use std::path::{Path, PathBuf};

use ripcas_dflow::app::container::{AppContainer, DefaultAppContainer};
use ripcas_dflow::domain::model::*;
use ripcas_dflow::DomainError;
use netcdf3::{DataSet, FileWriter, Version};
use tempfile::TempDir;

/// Fixture builders for grids, landscape tables and D-FLOW output
mod test_utils {
    use super::*;

    pub const HEADER_3X3: &str =
        "ncols 3\nnrows 3\nxllcorner 0\nyllcorner 0\ncellsize 1\nNODATA_value -9999\n";

    pub fn write_grid(dir: &Path, name: &str, rows: &[&str]) -> PathBuf {
        let path = dir.join(name);
        std::fs::write(&path, format!("{}{}\n", HEADER_3X3, rows.join("\n"))).unwrap();
        path
    }

    /// Codes 0-4 with shear resistance and Manning n
    pub fn write_landscape_csv(dir: &Path) -> PathBuf {
        let path = dir.join("landscape.csv");
        std::fs::write(
            &path,
            "Code,shear_resis,n_val\n0,0,0.03\n1,10,0.035\n2,40,0.05\n3,4,0.04\n4,60,0.08\n",
        )
        .unwrap();
        path
    }

    /// D-FLOW-like map file on a 5x5 lattice over [-1, 3]^2.
    ///
    /// The first output time has 999 everywhere; the last one carries
    /// `taus = 10 x + 3`, with one fill value far from the grid.
    pub fn write_map_nc(dir: &Path) -> PathBuf {
        let path = dir.join("run_map.nc");
        let mut x = Vec::new();
        let mut y = Vec::new();
        let mut last = Vec::new();
        for j in -1..=3 {
            for i in -1..=3 {
                x.push(i as f64);
                y.push(j as f64);
                last.push(10.0 * i as f32 + 3.0);
            }
        }
        last[0] = -999.0;

        let mut taus = vec![999.0f32; x.len()];
        taus.extend(last);

        let mut data_set = DataSet::new();
        data_set.set_unlimited_dim("time", 2).unwrap();
        data_set.add_fixed_dim("nFlowElem", x.len()).unwrap();
        data_set.add_var_f64("FlowElem_xcc", &["nFlowElem"]).unwrap();
        data_set.add_var_f64("FlowElem_ycc", &["nFlowElem"]).unwrap();
        data_set.add_var_f64("time", &["time"]).unwrap();
        data_set.add_var_f32("taus", &["time", "nFlowElem"]).unwrap();
        data_set
            .add_var_attr_f32("taus", "_FillValue", vec![-999.0])
            .unwrap();

        let mut writer = FileWriter::open(&path).unwrap();
        writer.set_def(&data_set, Version::Classic, 0).unwrap();
        writer.write_var_f64("FlowElem_xcc", &x).unwrap();
        writer.write_var_f64("FlowElem_ycc", &y).unwrap();
        writer.write_var_f64("time", &[0.0, 86400.0]).unwrap();
        writer.write_var_f32("taus", &taus).unwrap();
        writer.close().unwrap();
        path
    }

    pub fn read_values(path: &Path) -> Vec<f64> {
        AsciiGrid::parse(&std::fs::read_to_string(path).unwrap())
            .unwrap()
            .data
    }
}

use test_utils::*;

#[tokio::test]
async fn test_couple_writes_vegetation_shear_and_roughness() {
    let dir = TempDir::new().unwrap();
    let veg = write_grid(dir.path(), "veg.asc", &["1 1 1", "3 3 3", "2 2 2"]);
    let zones = write_grid(dir.path(), "zones.asc", &["2 2 2", "2 2 2", "2 2 2"]);
    let landscape = write_landscape_csv(dir.path());
    let shear_nc = write_map_nc(dir.path());
    let output = dir.path().join("veg_next.asc");
    let shear_output = dir.path().join("shear.asc");
    let roughness_output = dir.path().join("n.asc");

    let container = DefaultAppContainer::new().unwrap();
    let response = container
        .couple_interactor()
        .execute(CoupleRequest {
            vegetation: veg,
            zones,
            shear_nc,
            landscape,
            output: output.clone(),
            shear_output: Some(shear_output.clone()),
            roughness_output: Some(roughness_output.clone()),
            interpolation: InterpolationMethod::Linear,
        })
        .await
        .unwrap();

    assert_eq!(response.mesh_elements, 25);
    assert_eq!(response.mesh_points, 24);
    assert_eq!(response.shear_nodata_cells, 0);
    assert_eq!(response.summary.reset_cells, 4);
    assert_eq!(response.summary.aged_cells, 9);

    // Column shear is 3, 13, 23
    let shear = read_values(&shear_output);
    for (value, expected) in shear.iter().zip([3.0, 13.0, 23.0].iter().cycle()) {
        assert!((value - expected).abs() < 1e-6, "{} != {}", value, expected);
    }

    assert_eq!(
        read_values(&output),
        vec![2.0, 3.0, 3.0, 4.0, 3.0, 3.0, 3.0, 3.0, 3.0]
    );
    assert_eq!(
        read_values(&roughness_output),
        vec![0.05, 0.04, 0.04, 0.08, 0.04, 0.04, 0.04, 0.04, 0.04]
    );
}

#[tokio::test]
async fn test_missing_code_fails_before_writing() {
    let dir = TempDir::new().unwrap();
    let veg = write_grid(dir.path(), "veg.asc", &["1 9 1", "3 3 3", "2 2 7"]);
    let zones = write_grid(dir.path(), "zones.asc", &["2 2 2", "2 2 2", "2 2 2"]);
    let shear = write_grid(dir.path(), "shear.asc", &["0 0 0", "0 0 0", "0 0 0"]);
    let landscape = write_landscape_csv(dir.path());
    let output = dir.path().join("veg_next.asc");

    let container = DefaultAppContainer::new().unwrap();
    let err = container
        .succession_interactor()
        .execute(SuccessionRequest {
            vegetation: veg,
            zones,
            shear,
            landscape,
            output: output.clone(),
        })
        .await
        .unwrap_err();

    assert_eq!(err, DomainError::MissingCodes(vec![7, 9]));
    assert!(err.to_string().contains("7, 9"));
    assert!(!output.exists());
}

#[tokio::test]
async fn test_overwrite_never_from_config() {
    let dir = TempDir::new().unwrap();
    let veg = write_grid(dir.path(), "veg.asc", &["1 1 1", "1 1 1", "1 1 1"]);
    let landscape = write_landscape_csv(dir.path());
    let output = dir.path().join("n.asc");
    std::fs::write(&output, "keep me").unwrap();

    let container = DefaultAppContainer::new().unwrap();
    container
        .config_port()
        .set_config("output.overwrite", "never")
        .await
        .unwrap();

    let err = container
        .roughness_interactor()
        .execute(RoughnessRequest {
            vegetation: veg,
            landscape,
            output: output.clone(),
        })
        .await
        .unwrap_err();

    assert!(matches!(err, DomainError::OutputExists(_)));
    assert_eq!(std::fs::read_to_string(&output).unwrap(), "keep me");
}

#[tokio::test]
async fn test_roughness_requires_n_val() {
    let dir = TempDir::new().unwrap();
    let veg = write_grid(dir.path(), "veg.asc", &["0 1 1", "1 1 1", "1 1 -9999"]);
    let landscape = dir.path().join("no_n.csv");
    std::fs::write(&landscape, "Code,shear_resis\n0,0\n1,10\n").unwrap();

    let container = DefaultAppContainer::new().unwrap();
    let err = container
        .roughness_interactor()
        .execute(RoughnessRequest {
            vegetation: veg.clone(),
            landscape,
            output: dir.path().join("n.asc"),
        })
        .await
        .unwrap_err();
    assert_eq!(err, DomainError::MissingColumn("n_val".to_string()));

    let response = container
        .roughness_interactor()
        .execute(RoughnessRequest {
            vegetation: veg,
            landscape: write_landscape_csv(dir.path()),
            output: dir.path().join("n.asc"),
        })
        .await
        .unwrap();
    assert_eq!(response.valid_cells, 8);
    assert_eq!(response.nodata_cells, 1);
}

#[tokio::test]
async fn test_shear_grid_marks_nodes_outside_mesh() {
    let dir = TempDir::new().unwrap();
    let shear_nc = write_map_nc(dir.path());
    let template = dir.path().join("template.asc");
    // Nodes at x = 1.5, 2.5, 3.5; the last lies outside the mesh
    std::fs::write(
        &template,
        "ncols 3\nnrows 1\nxllcorner 1.5\nyllcorner 0.5\ncellsize 1\nNODATA_value -1\n0 0 0\n",
    )
    .unwrap();
    let output = dir.path().join("shear.asc");

    let container = DefaultAppContainer::new().unwrap();
    let response = container
        .shear_grid_interactor()
        .execute(ShearGridRequest {
            shear_nc,
            template,
            output: output.clone(),
            interpolation: InterpolationMethod::Natural,
        })
        .await
        .unwrap();

    assert_eq!(response.cells, 3);
    assert_eq!(response.nodata_cells, 1);
    let values = read_values(&output);
    // Natural neighbour interpolation reproduces the linear field
    assert!((values[0] - 18.0).abs() < 1e-6);
    assert!((values[1] - 28.0).abs() < 1e-6);
    assert_eq!(values[2], -1.0);
}

#[tokio::test]
async fn test_missing_input_is_reported() {
    let dir = TempDir::new().unwrap();
    let container = DefaultAppContainer::new().unwrap();

    let err = container
        .inspect_interactor()
        .execute(InspectRequest {
            input: dir.path().join("absent.asc"),
        })
        .await
        .unwrap_err();
    assert!(matches!(err, DomainError::FileNotFound(msg) if msg.contains("absent.asc")));
}

#[tokio::test]
async fn test_inspect_reports_stats() {
    let dir = TempDir::new().unwrap();
    let veg = write_grid(dir.path(), "veg.asc", &["0 1 2", "2 -9999 3", "3 3 1"]);

    let container = DefaultAppContainer::new().unwrap();
    let response = container
        .inspect_interactor()
        .execute(InspectRequest { input: veg })
        .await
        .unwrap();

    assert_eq!(response.header.ncols, 3);
    assert_eq!(response.stats.valid_cells, 8);
    assert_eq!(response.stats.nodata_cells, 1);
    assert_eq!(response.stats.distinct_values, vec![0, 1, 2, 3]);
    assert_eq!(response.stats.max, Some(3.0));
}
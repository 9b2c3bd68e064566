//! Logging configuration and subscriber setup

use std::fmt;

use serde::{Deserialize, Serialize};
use tracing_subscriber::EnvFilter;

use crate::domain::errors::DomainError;
use crate::ports::LogLevel;

/// Log output format
#[derive(Debug, Clone, Copy, PartialEq, Eq, Serialize, Deserialize, Default)]
#[serde(rename_all = "lowercase")]
pub enum LogFormat {
    /// Human-readable multi-line format
    #[default]
    Pretty,
    /// Compact single-line format
    Compact,
    /// JSON format for structured logging
    Json,
}

impl LogFormat {
    pub fn parse(format: &str) -> Result<Self, DomainError> {
        match format.trim().to_lowercase().as_str() {
            "pretty" => Ok(LogFormat::Pretty),
            "compact" => Ok(LogFormat::Compact),
            "json" => Ok(LogFormat::Json),
            other => Err(DomainError::BadArgs(format!(
                "Invalid log format: {}. Valid formats: pretty, compact, json",
                other
            ))),
        }
    }
}

impl fmt::Display for LogFormat {
    fn fmt(&self, f: &mut fmt::Formatter<'_>) -> fmt::Result {
        match self {
            LogFormat::Pretty => write!(f, "pretty"),
            LogFormat::Compact => write!(f, "compact"),
            LogFormat::Json => write!(f, "json"),
        }
    }
}

/// Logging configuration options
#[derive(Debug, Clone, PartialEq)]
pub struct LoggingConfig {
    /// Global log level, overridden by `RUST_LOG` directives
    pub level: LogLevel,
    /// Output format
    pub format: LogFormat,
}

impl Default for LoggingConfig {
    fn default() -> Self {
        Self {
            level: LogLevel::Info,
            format: LogFormat::Pretty,
        }
    }
}

/// Logging system manager
pub struct LoggingSystem {
    config: LoggingConfig,
}

impl LoggingSystem {
    /// Create a new logging system with configuration
    pub fn new(config: LoggingConfig) -> Self {
        Self { config }
    }

    /// Filter from `RUST_LOG` when set, else from the configured level
    fn env_filter(&self) -> EnvFilter {
        match std::env::var("RUST_LOG") {
            Ok(directives) if !directives.trim().is_empty() => EnvFilter::new(directives),
            _ => EnvFilter::new(self.config.level.as_str()),
        }
    }

    /// Install the global subscriber; all output goes to stderr.
    ///
    /// Installing twice is not an error, the first subscriber stays.
    pub fn initialize(&self) -> Result<(), DomainError> {
        let builder = tracing_subscriber::fmt()
            .with_env_filter(self.env_filter())
            .with_writer(std::io::stderr);

        let installed = match self.config.format {
            LogFormat::Pretty => builder.pretty().try_init(),
            LogFormat::Compact => builder.compact().with_target(false).try_init(),
            LogFormat::Json => builder.json().try_init(),
        };
        if let Err(e) = installed {
            tracing::debug!("tracing subscriber already installed: {}", e);
        }

        tracing::debug!(
            level = self.config.level.as_str(),
            format = %self.config.format,
            "logging initialized"
        );
        Ok(())
    }

    /// Log version and platform
    pub fn log_system_info(&self) {
        tracing::info!(
            version = env!("CARGO_PKG_VERSION"),
            os = std::env::consts::OS,
            "ripcas starting"
        );
    }
}

impl Default for LoggingSystem {
    fn default() -> Self {
        Self::new(LoggingConfig::default())
    }
}
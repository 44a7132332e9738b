//! End-to-end matching tests: tier policy, disambiguation, and the
//! orchestrator's output contract.

use csvlink_core::orchestrator::{DISTANCE_COLUMN, LINKED_COLUMN, MATCHED_COLUMN};
use csvlink_core::{Candidate, DecisionSurface, RankOutcome, rank, run};
use csvlink_model::{CellValue, FieldSelection, LinkError, MatchConfig, Table};

/// Decision surface scripted with canned answers; records every prompt it
/// receives so tests can assert on the option lists.
#[derive(Default)]
struct Scripted {
    answers: Vec<Option<usize>>,
    calls: Vec<(String, Vec<String>)>,
}

impl Scripted {
    fn new(answers: Vec<Option<usize>>) -> Self {
        Self {
            answers,
            calls: Vec::new(),
        }
    }
}

impl DecisionSurface for Scripted {
    fn choose(&mut self, prompt: &str, options: &[String]) -> Option<usize> {
        self.calls.push((prompt.to_string(), options.to_vec()));
        if self.answers.is_empty() {
            None
        } else {
            self.answers.remove(0)
        }
    }
}

fn table(columns: &[&str], rows: &[&[&str]]) -> Table {
    let mut table = Table::new(columns.iter().map(|c| (*c).to_string()).collect());
    for row in rows {
        table.push_row(row.iter().map(|cell| CellValue::from_raw(cell)).collect());
    }
    table
}

fn fields(linked: bool) -> FieldSelection {
    FieldSelection {
        source_key: "Name".to_string(),
        target_key: "Title".to_string(),
        target_linked: linked.then(|| "Id".to_string()),
    }
}

fn strings(values: &[&str]) -> Vec<String> {
    values.iter().map(|v| (*v).to_string()).collect()
}

// =========================================================================
// Ranker policy
// =========================================================================

#[test]
fn single_exact_match_is_auto_selected() {
    let outcome = rank("Acme", &strings(&["Acme", "Acme2"]), 5, 25);
    assert_eq!(outcome, RankOutcome::Auto(Candidate { row: 0, distance: 0 }));
}

#[test]
fn duplicate_exact_matches_are_ambiguous_over_exact_tier_only() {
    let outcome = rank("Acme", &strings(&["Acme", "Acme2", "Acme"]), 5, 25);
    let RankOutcome::Ambiguous(candidates) = outcome else {
        panic!("expected ambiguous outcome");
    };
    // "Acme2" (distance 1) is excluded: the exact tier shadows the near tier.
    assert_eq!(
        candidates,
        vec![
            Candidate { row: 0, distance: 0 },
            Candidate { row: 2, distance: 0 },
        ]
    );
}

#[test]
fn single_near_match_is_auto_selected_with_its_distance() {
    let outcome = rank("Acme", &strings(&["Acme2", "Metallurgy"]), 5, 25);
    assert_eq!(outcome, RankOutcome::Auto(Candidate { row: 0, distance: 1 }));
}

#[test]
fn near_set_is_sorted_ascending_with_stable_ties() {
    let outcome = rank(
        "abcd",
        &strings(&["abcde1", "abcz", "abce", "abcdef"]),
        5,
        25,
    );
    let RankOutcome::Ambiguous(candidates) = outcome else {
        panic!("expected ambiguous outcome");
    };
    // abcde1 -> 2, abcz -> 1, abce -> 1, abcdef -> 2; ties keep row order.
    assert_eq!(
        candidates,
        vec![
            Candidate { row: 1, distance: 1 },
            Candidate { row: 2, distance: 1 },
            Candidate { row: 0, distance: 2 },
            Candidate { row: 3, distance: 2 },
        ]
    );
}

#[test]
fn near_set_is_capped() {
    let targets: Vec<String> = (0..30).map(|i| format!("acm{i:02}")).collect();
    // "acqqq" vs "acmNN": distance 3 for every target.
    let outcome = rank("acqqq", &targets, 5, 25);
    let RankOutcome::Ambiguous(candidates) = outcome else {
        panic!("expected ambiguous outcome");
    };
    assert_eq!(candidates.len(), 25);
    assert!(candidates.iter().all(|c| c.distance == 3));
    // Stable: first 25 rows in original order.
    let rows: Vec<usize> = candidates.iter().map(|c| c.row).collect();
    assert_eq!(rows, (0..25).collect::<Vec<_>>());
}

#[test]
fn nothing_within_threshold_is_no_match() {
    let outcome = rank("Acme", &strings(&["Completely different"]), 5, 25);
    assert_eq!(outcome, RankOutcome::NoMatch);
}

// =========================================================================
// Orchestrator
// =========================================================================

#[test]
fn exact_match_writes_value_distance_and_linked() {
    let source = table(&["Name"], &[&["Acme"]]);
    let target = table(&["Title", "Id"], &[&["Acme", "T-1"], &["Acme2", "T-2"]]);
    let mut surface = Scripted::new(vec![]);
    let outcome = run(
        &source,
        &target,
        &fields(true),
        &MatchConfig::default(),
        &mut surface,
    )
    .expect("run");

    assert!(surface.calls.is_empty(), "no disambiguation expected");
    assert_eq!(
        outcome.table.columns,
        vec!["Name", MATCHED_COLUMN, DISTANCE_COLUMN, LINKED_COLUMN]
    );
    assert_eq!(outcome.table.cell_text(0, 1), "Acme");
    assert_eq!(outcome.table.cell_text(0, 2), "0");
    assert_eq!(outcome.table.cell_text(0, 3), "T-1");
    assert_eq!(outcome.stats.exact_auto, 1);
}

#[test]
fn duplicate_exact_matches_prompt_and_selection_picks_linked_value() {
    let source = table(&["Name"], &[&["Acme"]]);
    let target = table(&["Title", "Id"], &[&["Acme", "T-1"], &["Acme", "T-2"]]);
    let mut surface = Scripted::new(vec![Some(1)]);
    let outcome = run(
        &source,
        &target,
        &fields(true),
        &MatchConfig::default(),
        &mut surface,
    )
    .expect("run");

    assert_eq!(surface.calls.len(), 1);
    let (_, options) = &surface.calls[0];
    assert_eq!(options.len(), 2);
    // Exact-tier ambiguity shows the full target record.
    assert_eq!(options[0], "Title=Acme, Id=T-1");
    assert_eq!(options[1], "Title=Acme, Id=T-2");
    assert_eq!(outcome.table.cell_text(0, 3), "T-2");
    assert_eq!(outcome.stats.chosen, 1);
}

#[test]
fn distant_value_yields_empty_cells_without_prompting() {
    let source = table(&["Name"], &[&["Acme"]]);
    let target = table(&["Title", "Id"], &[&["Metallurgy", "T-1"]]);
    let mut surface = Scripted::new(vec![]);
    let outcome = run(
        &source,
        &target,
        &fields(true),
        &MatchConfig::default(),
        &mut surface,
    )
    .expect("run");

    assert!(surface.calls.is_empty());
    assert_eq!(outcome.table.rows[0][1], CellValue::Empty);
    assert_eq!(outcome.table.rows[0][2], CellValue::Empty);
    assert_eq!(outcome.table.rows[0][3], CellValue::Empty);
    assert_eq!(outcome.stats.unmatched, 1);
}

#[test]
fn declined_prompt_degrades_row_and_run_continues() {
    let source = table(&["Name"], &[&["Acme"], &["Zebra Ltd"]]);
    let target = table(
        &["Title", "Id"],
        &[&["Acme", "T-1"], &["Acme", "T-2"], &["Zebra Ltd", "T-3"]],
    );
    let mut surface = Scripted::new(vec![None]);
    let outcome = run(
        &source,
        &target,
        &fields(true),
        &MatchConfig::default(),
        &mut surface,
    )
    .expect("run");

    // Row 0 declined, row 1 still processed and matched.
    assert_eq!(outcome.table.rows[0][1], CellValue::Empty);
    assert_eq!(outcome.table.cell_text(1, 1), "Zebra Ltd");
    assert_eq!(outcome.table.cell_text(1, 3), "T-3");
    assert_eq!(outcome.stats.declined, 1);
    assert_eq!(outcome.stats.exact_auto, 1);
}

#[test]
fn near_tier_prompt_shows_value_and_distance() {
    let source = table(&["Name"], &[&["Acme"]]);
    let target = table(&["Title", "Id"], &[&["Acme1", "T-1"], &["Acme22", "T-2"]]);
    let mut surface = Scripted::new(vec![Some(0)]);
    let outcome = run(
        &source,
        &target,
        &fields(true),
        &MatchConfig::default(),
        &mut surface,
    )
    .expect("run");

    let (_, options) = &surface.calls[0];
    assert_eq!(options[0], "Acme1 (distance 1)");
    assert_eq!(options[1], "Acme22 (distance 2)");
    assert_eq!(outcome.table.cell_text(0, 2), "1");
}

#[test]
fn output_preserves_source_row_order_and_cells() {
    let source = table(
        &["Name", "Note"],
        &[&["Zebra", "z"], &["Acme", "a"], &["Mid Co", "m"]],
    );
    let target = table(&["Title"], &[&["Acme"], &["Zebra"], &["Mid Co"]]);
    let mut surface = Scripted::new(vec![]);
    let outcome = run(
        &source,
        &target,
        &fields(false),
        &MatchConfig::default(),
        &mut surface,
    )
    .expect("run");

    assert_eq!(outcome.table.columns.len(), 4); // no Linked column requested
    let names: Vec<&str> = (0..3).map(|row| outcome.table.cell_text(row, 0)).collect();
    assert_eq!(names, vec!["Zebra", "Acme", "Mid Co"]);
    let notes: Vec<&str> = (0..3).map(|row| outcome.table.cell_text(row, 1)).collect();
    assert_eq!(notes, vec!["z", "a", "m"]);
}

#[test]
fn normalization_applies_to_both_sides() {
    let source = table(&["Name"], &[&["The Acme Corp. fka Old Co"]]);
    let target = table(&["Title"], &[&["acme corp"]]);
    let cfg = MatchConfig::from_lists("fka", "the", ".");
    let mut surface = Scripted::new(vec![]);
    let outcome = run(&source, &target, &fields(false), &cfg, &mut surface).expect("run");

    // "The Acme Corp. fka Old Co" -> "Acme Corp"; "acme corp" unchanged.
    // Distance 2 (case differences), within threshold, single candidate.
    assert_eq!(outcome.table.cell_text(0, 1), "acme corp");
    assert_eq!(outcome.table.cell_text(0, 2), "2");
    assert_eq!(outcome.stats.near_auto, 1);
}

// =========================================================================
// Validation
// =========================================================================

#[test]
fn unknown_columns_fail_before_any_row_is_processed() {
    let source = table(&["Name"], &[&["Acme"]]);
    let target = table(&["Title"], &[&["Acme"]]);
    let bad = FieldSelection {
        source_key: "Nope".to_string(),
        target_key: "Missing".to_string(),
        target_linked: Some("AlsoMissing".to_string()),
    };
    let mut surface = Scripted::new(vec![]);
    let error = run(
        &source,
        &target,
        &bad,
        &MatchConfig::default(),
        &mut surface,
    )
    .expect_err("must fail validation");

    let LinkError::Validation(message) = error else {
        panic!("expected validation error");
    };
    assert!(message.contains("Nope"));
    assert!(message.contains("Missing"));
    assert!(message.contains("AlsoMissing"));
    assert!(surface.calls.is_empty());
}

#[test]
fn empty_key_names_fail_validation() {
    let source = table(&["Name"], &[&["Acme"]]);
    let target = table(&["Title"], &[&["Acme"]]);
    let bad = FieldSelection {
        source_key: "  ".to_string(),
        target_key: "Title".to_string(),
        target_linked: None,
    };
    let mut surface = Scripted::new(vec![]);
    let error = run(
        &source,
        &target,
        &bad,
        &MatchConfig::default(),
        &mut surface,
    )
    .expect_err("must fail validation");
    assert!(matches!(error, LinkError::Validation(_)));
}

━━━

◆ **Exercise objective**:
Return only the number of lines in the material with the word "EnvFilter" in them.

◆ **Result of this task**:
4